Using fine tuned model for inference

Hello guys,

I am very new to this so I apologise if this is a dumb question, but for some reason, it seems to be pretty hard for me to just use an already trained transformer model to make inference.

So basically, what I am trying to do is to apply ClimateBERT to a dataset which I got from another author (ECOLEX_Legislation.csv).

I have encountered quite a few issues in the process of doing this, but managed to somewhat solve them (I think). However, as of now, after executing the code below, it has been running for a few hours. I am not too sure why. So I would appreciate it if someone could help me with this.

from transformers import pipeline, AutoTokenizer
from datasets import load_dataset
from transformers.pipelines.pt_utils import KeyDataset
df=load_dataset("csv",data_files="ECOLEX_Legislation.csv", delimiter=",", split="train")
for out in pipe(KeyDataset(df, "Policy_Content"), truncation=True, max_length=512):
    print(out)

Note that, I think that the model works fine if I used pipe it over one sentence. However, I think it becomes a problem when I pipe it over an entire dataset. Secondary to this, I was wondering if there are any complete tutorials that I could refer to (from loading dataset to analysing and visualising the data).

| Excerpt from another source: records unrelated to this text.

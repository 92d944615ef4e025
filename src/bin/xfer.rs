#![deny(unsafe_code)]

use std::{env, io, process::ExitCode};

fn main() -> ExitCode {
    // Unlocked handles: the receiver thread logs to stderr concurrently.
    let mut stdout = io::stdout();
    let mut stderr = io::stderr();
    let status = cli::run(env::args_os(), &mut stdout, &mut stderr);
    ExitCode::from(u8::try_from(status).unwrap_or(1))
}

Thank you so much for reading this and if you guys need more information, I am happy to elaborate on it.

Warm regards,
Yanith

Update: I am now trying to run this code (just for the sake for trying something new). It has been 30 minutes already and it is running so I am not sure what is wrong. Also, even though I used tqdm, it did not show any progress bar.

from tqdm.auto import tqdm
from transformers import pipeline, AutoTokenizer
from datasets import load_dataset
from transformers.pipelines.pt_utils import KeyDataset
df=load_dataset("csv",data_files="ECOLEX_Legislation.csv", delimiter=",", split="train")
#Remove missing values 
missing_values = df.filter(lambda example: example['Policy_Content'] is None)
print("Number of missing values:", len(missing_values))
# Define a function that checks if the data in your column of interest is not missing
def is_not_missing(example):
    return example['Policy_Content'] is not None

# Apply this function to filter out rows with missing values
filtered_dataset = df.filter(is_not_missing)
pipe = pipeline("text-classification", model="climatebert/distilroberta-base-climate-sentiment")
tokenizer = AutoTokenizer.from_pretrained("climatebert/distilroberta-base-climate-sentiment")

tokenizedfiltered_dataset = tokenizer(filtered_dataset["Policy_Content"], truncation=True, max_length=512)
for out in tqdm(pipe(KeyDataset(filtered_dataset, "Policy_Content"), truncation=True, max_length=512), total=len(filtered_dataset)):
    print(out)